Analysis of Limitation in Arbitration Proceedings

Explore the intricate legal analysis conducted by the court regarding limitations in arbitration proceedings. The significance of adhering to time constraints and the court’s authority in appointing arbitrators is highlighted to ensure the efficient resolution of disputes. This comprehensive examination provides valuable insights into the interplay between the Arbitration and Conciliation Act and the Limitation Act, enhancing understanding of the legal intricacies involved.

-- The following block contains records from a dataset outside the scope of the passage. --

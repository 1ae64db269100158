//! Per-peer session handling
//!
//! Each connected peer is one WebSocket session: a bounded outbound queue,
//! a reader loop dispatching inbound frames in arrival order, and a slot
//! for at most one pending request per response type. The session task owns
//! the socket; everything else talks to it through the `PeerHandle`.

use crate::error::{NodeError, Result};
use crate::network::manager::{NetworkEvent, PeerManager};
use crate::network::message::{
    BlocksPayload, DisconnectPayload, Frame, GetBlocksPayload, HandshakePayload, MessageType,
    NewBlockPayload, NewTransactionPayload, PeersPayload, TransactionsPayload, MAX_BLOCKS_PER_BATCH,
    MAX_FRAME_BYTES,
};
use futures_util::{SinkExt, StreamExt};
use std::collections::HashMap;
use std::sync::Arc;
use std::time::Duration;
use tokio::io::{AsyncRead, AsyncWrite};
use tokio::sync::{mpsc, oneshot, watch};
use tokio_tungstenite::tungstenite::Message;
use tokio_tungstenite::WebSocketStream;
use tracing::{debug, warn};

/// Both sides must complete the handshake within this window.
pub const HANDSHAKE_TIMEOUT: Duration = Duration::from_secs(10);

/// Request/response pairs resolve to empty after this long.
pub const REQUEST_TIMEOUT: Duration = Duration::from_secs(10);

/// Bounded outbound queue per peer; overflow disconnects the peer.
pub const OUTBOUND_QUEUE_SIZE: usize = 256;

#[derive(Debug, Clone, Copy, PartialEq, Eq)]
pub enum Direction {
    Inbound,
    Outbound,
}

/// Shared handle to a live session. Dropping it does not close the session;
/// `close(reason)` does.
pub struct PeerHandle {
    pub id: String,
    pub info: HandshakePayload,
    pub remote_ip: String,
    outbound: mpsc::Sender<Frame>,
    pending: parking_lot::Mutex<HashMap<MessageType, oneshot::Sender<Frame>>>,
    close_tx: watch::Sender<Option<String>>,
}

impl PeerHandle {
    /// Queue a frame for delivery. A full queue means the peer cannot keep
    /// up and the session is torn down with reason "slow".
    pub fn send(&self, frame: Frame) -> Result<()> {
        match self.outbound.try_send(frame) {
            Ok(()) => Ok(()),
            Err(mpsc::error::TrySendError::Full(_)) => {
                self.close("slow");
                Err(NodeError::PeerSlow(self.id.clone()))
            }
            Err(mpsc::error::TrySendError::Closed(_)) => {
                Err(NodeError::NetworkError(format!("peer {} session closed", self.id)))
            }
        }
    }

    /// Register interest in the next frame of `kind` from this peer.
    pub fn expect_response(&self, kind: MessageType) -> oneshot::Receiver<Frame> {
        let (tx, rx) = oneshot::channel();
        self.pending.lock().insert(kind, tx);
        rx
    }

    fn fulfill(&self, frame: &Frame) -> bool {
        if let Some(tx) = self.pending.lock().remove(&frame.kind) {
            return tx.send(frame.clone()).is_ok();
        }
        false
    }

    pub fn close(&self, reason: &str) {
        let _ = self.close_tx.send(Some(reason.to_string()));
    }
}

/// Wait for the first frame and require it to be a handshake.
async fn read_handshake<S>(ws: &mut WebSocketStream<S>) -> Result<HandshakePayload>
where
    S: AsyncRead + AsyncWrite + Unpin,
{
    let frame = tokio::time::timeout(HANDSHAKE_TIMEOUT, ws.next())
        .await
        .map_err(|_| NodeError::HandshakeTimeout)?
        .ok_or_else(|| NodeError::NetworkError("connection closed during handshake".to_string()))?
        .map_err(|e| NodeError::NetworkError(format!("handshake read failed: {}", e)))?;

    let text = frame
        .into_text()
        .map_err(|_| NodeError::NetworkError("non-text handshake frame".to_string()))?;
    let frame: Frame = serde_json::from_str(&text)
        .map_err(|e| NodeError::NetworkError(format!("malformed handshake frame: {}", e)))?;
    if frame.kind != MessageType::Handshake {
        return Err(NodeError::NetworkError(format!(
            "expected Handshake, got {:?}",
            frame.kind
        )));
    }
    frame.decode()
}

async fn send_frame<S>(ws: &mut WebSocketStream<S>, frame: &Frame) -> Result<()>
where
    S: AsyncRead + AsyncWrite + Unpin,
{
    let text = serde_json::to_string(frame)
        .map_err(|e| NodeError::NetworkError(format!("frame encoding failed: {}", e)))?;
    ws.send(Message::Text(text))
        .await
        .map_err(|e| NodeError::NetworkError(format!("send failed: {}", e)))
}

/// Drive one peer session to completion. Returns once the peer disconnects,
/// the manager closes the handle, or shutdown is signalled.
pub async fn run_session<S>(
    mut ws: WebSocketStream<S>,
    direction: Direction,
    remote_ip: String,
    manager: Arc<PeerManager>,
) -> Result<()>
where
    S: AsyncRead + AsyncWrite + Unpin,
{
    let ours = manager.handshake_payload();

    // Symmetric handshake: the dialer speaks first, the listener answers.
    let theirs = match direction {
        Direction::Outbound => {
            let frame = Frame::new(MessageType::Handshake, &ours, &ours.node_id)?;
            send_frame(&mut ws, &frame).await?;
            read_handshake(&mut ws).await?
        }
        Direction::Inbound => {
            let theirs = read_handshake(&mut ws).await?;
            let frame = Frame::new(MessageType::Handshake, &ours, &ours.node_id)?;
            send_frame(&mut ws, &frame).await?;
            theirs
        }
    };

    if theirs.network_id != ours.network_id {
        let reason = DisconnectPayload { reason: "network id mismatch".to_string() };
        let frame = Frame::new(MessageType::Disconnect, &reason, &ours.node_id)?;
        let _ = send_frame(&mut ws, &frame).await;
        return Err(NodeError::NetworkIdMismatch {
            ours: ours.network_id,
            theirs: theirs.network_id,
        });
    }
    if theirs.node_id == ours.node_id {
        let reason = DisconnectPayload { reason: "self connection".to_string() };
        let frame = Frame::new(MessageType::Disconnect, &reason, &ours.node_id)?;
        let _ = send_frame(&mut ws, &frame).await;
        return Err(NodeError::NetworkError("connected to self".to_string()));
    }

    let (out_tx, mut out_rx) = mpsc::channel(OUTBOUND_QUEUE_SIZE);
    let (close_tx, mut close_rx) = watch::channel(None::<String>);
    let handle = Arc::new(PeerHandle {
        id: theirs.node_id.clone(),
        info: theirs.clone(),
        remote_ip,
        outbound: out_tx,
        pending: parking_lot::Mutex::new(HashMap::new()),
        close_tx,
    });

    if let Err(e) = manager.register(handle.clone()).await {
        let reason = DisconnectPayload { reason: "peer table full".to_string() };
        let frame = Frame::new(MessageType::Disconnect, &reason, &ours.node_id)?;
        let _ = send_frame(&mut ws, &frame).await;
        return Err(e);
    }
    manager
        .emit(NetworkEvent::PeerConnected { id: handle.id.clone() })
        .await;

    let mut shutdown = manager.shutdown_signal();
    let mut disconnect_reason = "closed".to_string();

    loop {
        tokio::select! {
            outbound = out_rx.recv() => {
                match outbound {
                    Some(frame) => {
                        if let Err(e) = send_frame(&mut ws, &frame).await {
                            debug!(peer = %handle.id, error = %e, "outbound send failed");
                            disconnect_reason = "send failure".to_string();
                            break;
                        }
                    }
                    None => break,
                }
            }
            _ = close_rx.changed() => {
                let reason = close_rx.borrow().clone().unwrap_or_else(|| "closed".to_string());
                let payload = DisconnectPayload { reason: reason.clone() };
                if let Ok(frame) = Frame::new(MessageType::Disconnect, &payload, &ours.node_id) {
                    let _ = send_frame(&mut ws, &frame).await;
                }
                disconnect_reason = reason;
                break;
            }
            _ = shutdown.changed() => {
                let payload = DisconnectPayload { reason: "shutdown".to_string() };
                if let Ok(frame) = Frame::new(MessageType::Disconnect, &payload, &ours.node_id) {
                    let _ = send_frame(&mut ws, &frame).await;
                }
                disconnect_reason = "shutdown".to_string();
                break;
            }
            inbound = ws.next() => {
                let message = match inbound {
                    Some(Ok(message)) => message,
                    Some(Err(e)) => {
                        debug!(peer = %handle.id, error = %e, "read failed");
                        disconnect_reason = "read failure".to_string();
                        break;
                    }
                    None => break,
                };
                match message {
                    Message::Text(text) => {
                        if text.len() > MAX_FRAME_BYTES {
                            warn!(peer = %handle.id, size = text.len(), "oversized frame");
                            disconnect_reason = "oversized frame".to_string();
                            break;
                        }
                        let frame: Frame = match serde_json::from_str(&text) {
                            Ok(frame) => frame,
                            Err(e) => {
                                warn!(peer = %handle.id, error = %e, "malformed frame");
                                disconnect_reason = "malformed frame".to_string();
                                break;
                            }
                        };
                        match dispatch(&mut ws, &frame, &handle, &manager, &ours.node_id).await {
                            Ok(true) => {}
                            Ok(false) => {
                                disconnect_reason = frame
                                    .decode::<DisconnectPayload>()
                                    .map(|p| p.reason)
                                    .unwrap_or_else(|_| "disconnect".to_string());
                                break;
                            }
                            Err(e) => {
                                debug!(peer = %handle.id, error = %e, "dispatch failed");
                                disconnect_reason = "protocol error".to_string();
                                break;
                            }
                        }
                    }
                    Message::Close(_) => break,
                    // Control frames are handled by the library; anything
                    // else is off-protocol.
                    Message::Ping(_) | Message::Pong(_) => {}
                    _ => {
                        disconnect_reason = "non-text frame".to_string();
                        break;
                    }
                }
            }
        }
    }

    manager.unregister(&handle.id).await;
    manager
        .emit(NetworkEvent::PeerDisconnected { id: handle.id.clone(), reason: disconnect_reason })
        .await;
    let _ = ws.close(None).await;
    Ok(())
}

/// Handle one inbound frame. Returns Ok(false) when the session must end.
async fn dispatch<S>(
    ws: &mut WebSocketStream<S>,
    frame: &Frame,
    handle: &Arc<PeerHandle>,
    manager: &Arc<PeerManager>,
    our_id: &str,
) -> Result<bool>
where
    S: AsyncRead + AsyncWrite + Unpin,
{
    match frame.kind {
        MessageType::Handshake => {
            // Already handshaken; a repeat is harmless noise.
        }
        MessageType::Disconnect => return Ok(false),
        MessageType::GetPeers => {
            let peers = manager.peer_infos_except(&handle.id).await;
            let reply = Frame::new(MessageType::Peers, &PeersPayload { peers }, our_id)?;
            send_frame(ws, &reply).await?;
        }
        MessageType::GetBlocks => {
            let request: GetBlocksPayload = frame.decode()?;
            let count = request.count.min(MAX_BLOCKS_PER_BATCH);
            let blocks = manager.ledger().read().await.blocks_range(request.from_height, count);
            let reply = Frame::new(MessageType::Blocks, &BlocksPayload { blocks }, our_id)?;
            send_frame(ws, &reply).await?;
        }
        MessageType::GetTransactions => {
            let transactions = manager.ledger().read().await.pool.transactions();
            let reply =
                Frame::new(MessageType::Transactions, &TransactionsPayload { transactions }, our_id)?;
            send_frame(ws, &reply).await?;
        }
        MessageType::Peers => {
            if !handle.fulfill(frame) {
                // Unsolicited peer lists still feed discovery.
                let payload: PeersPayload = frame.decode()?;
                manager.emit(NetworkEvent::PeersDiscovered { peers: payload.peers }).await;
            }
        }
        MessageType::Blocks | MessageType::Transactions => {
            handle.fulfill(frame);
        }
        MessageType::NewBlock => {
            let payload: NewBlockPayload = frame.decode()?;
            // Content-hash dedup suppresses gossip loops.
            if manager.note_block_seen(&payload.block.hash()) {
                manager
                    .emit(NetworkEvent::BlockReceived {
                        from: handle.id.clone(),
                        block: payload.block,
                    })
                    .await;
            }
        }
        MessageType::NewTransaction => {
            let payload: NewTransactionPayload = frame.decode()?;
            if manager.note_transaction_seen(&payload.transaction.id) {
                manager
                    .emit(NetworkEvent::TransactionReceived {
                        from: handle.id.clone(),
                        transaction: payload.transaction,
                    })
                    .await;
            }
        }
    }
    Ok(true)
}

  • BSNL filed a review petition before the High Court, which was dismissed on 14.01.2021
  • The High Court referred the disputes to arbitration in an Order dated 13.10.2020
  • BSNL challenged the Orders dated 13.10.2020 and 14.01.2021 through the present Civil Appeal


  • Two important issues considered in the present appeals
  • Issue 1: Period of limitation for filing an application under Section 11 of the Arbitration and Conciliation Act, 1996
  • Issue 2: Court’s discretion to refuse reference under Section 11 if claims are ex facie time-barred
  • The factual background involves a tender notification by BSNL inviting bids for GSM cellular mobile network in certain regions


  • The analysis discusses the issue of limitation in relation to filing an application under Section 11 of the Arbitration and Conciliation Act, 1996.
  • It highlights the distinction between jurisdictional and admissibility issues in arbitration proceedings.
  • The importance of adherence to the limitation period for invoking arbitration and seeking appointment of an arbitrator is emphasized.
  • The legislative amendments to Section 11, including the insertion of sub-sections (6A) and (6B), are examined in light of the jurisdiction of the arbitral tribunal.
  • It underscores the significance of the doctrine of kompetenz-kompetenz empowering the tribunal to rule on its jurisdiction.
  • The application of the Limitation Act, 1963 to arbitration proceedings and the implications of admissibility challenges are discussed.
  • The Court’s authority in appointing an arbitrator even in cases of ex facie time-barred claims is deliberated upon, balancing jurisdictional issues.
  • Various judgments and statutory provisions related to limitation and arbitration are cited and analyzed to provide a comprehensive view.
  • The interplay between the principal Act of 1996 and subsequent amendments, as well as the role of the Court in appointing arbitrators, is detailed.
  • The cultural shift brought about by the 2015 and 2019 amendments in clarifying the Court’s role in arbitration proceedings is examined.
  • The 1996 Act was amended in 2015 to include provisions for the expeditious disposal of arbitral proceedings.
  • Various timelines are provided in the 1996 Act for different stages of arbitration proceedings.
  • Sections such as 11, 8, 9(2), 13, 16(2), and 34(3) outline specific time limits for filing applications, commencing arbitral proceedings, raising challenges against arbitrators, asserting jurisdiction, and filing objections before the Court.
  • These timelines aim to ensure the timely resolution of disputes through arbitration.
  • Section 43 of the 1996 Act incorporates the provisions of the Limitation Act, 1963, making it applicable to arbitration proceedings.
  • The 1996 Act has been amended in 2015 and 2019 to impose time limits for expeditious resolution.
  • Preliminary issues in Section 11 applications are classified into categories by the courts.
  • Judicial intervention at the appointment stage is minimized by the doctrine of kompetenz-komptenz.
  • The 2019 Amendment Act deleted sub-section (6A) in Section 11, but it is yet to be notified.
  • Applications under Section 11 must establish the existence of an arbitration agreement before reference is made.
  • Article 137 of the Limitation Act, 1963 governs the period for filing Section 11 applications.
  • Recent judgments emphasize screening out non-existent arbitration agreements or non-arbitrable disputes.
  • The Court’s jurisdiction under Section 11 is limited to expeditious and efficient disposal at the referral stage.
  • The ‘tribunal versus claim’ test is used to determine jurisdiction or admissibility issues.
  • Statutory time bars are considered admissibility issues according to legal precedents.
  • The Court’s role under Section 11(6A) is to solely examine the existence of the arbitration agreement.
  • Recent judgments affirm the limited scope of power under Section 11 and emphasize efficient disposal of claims.


  • Notice invoking arbitration issued 5 ½ years after rejection of claims on 04.08.2014.
  • Notice invoking arbitration is ex facie time barred.
  • Disputes between parties cannot be referred to arbitration in this case.
  • Clear notice invoking arbitration setting out the ‘particular dispute’ must be received within 3 years from rejection of final bill.
  • Failure to meet the 3-year deadline results in time bar prevailing.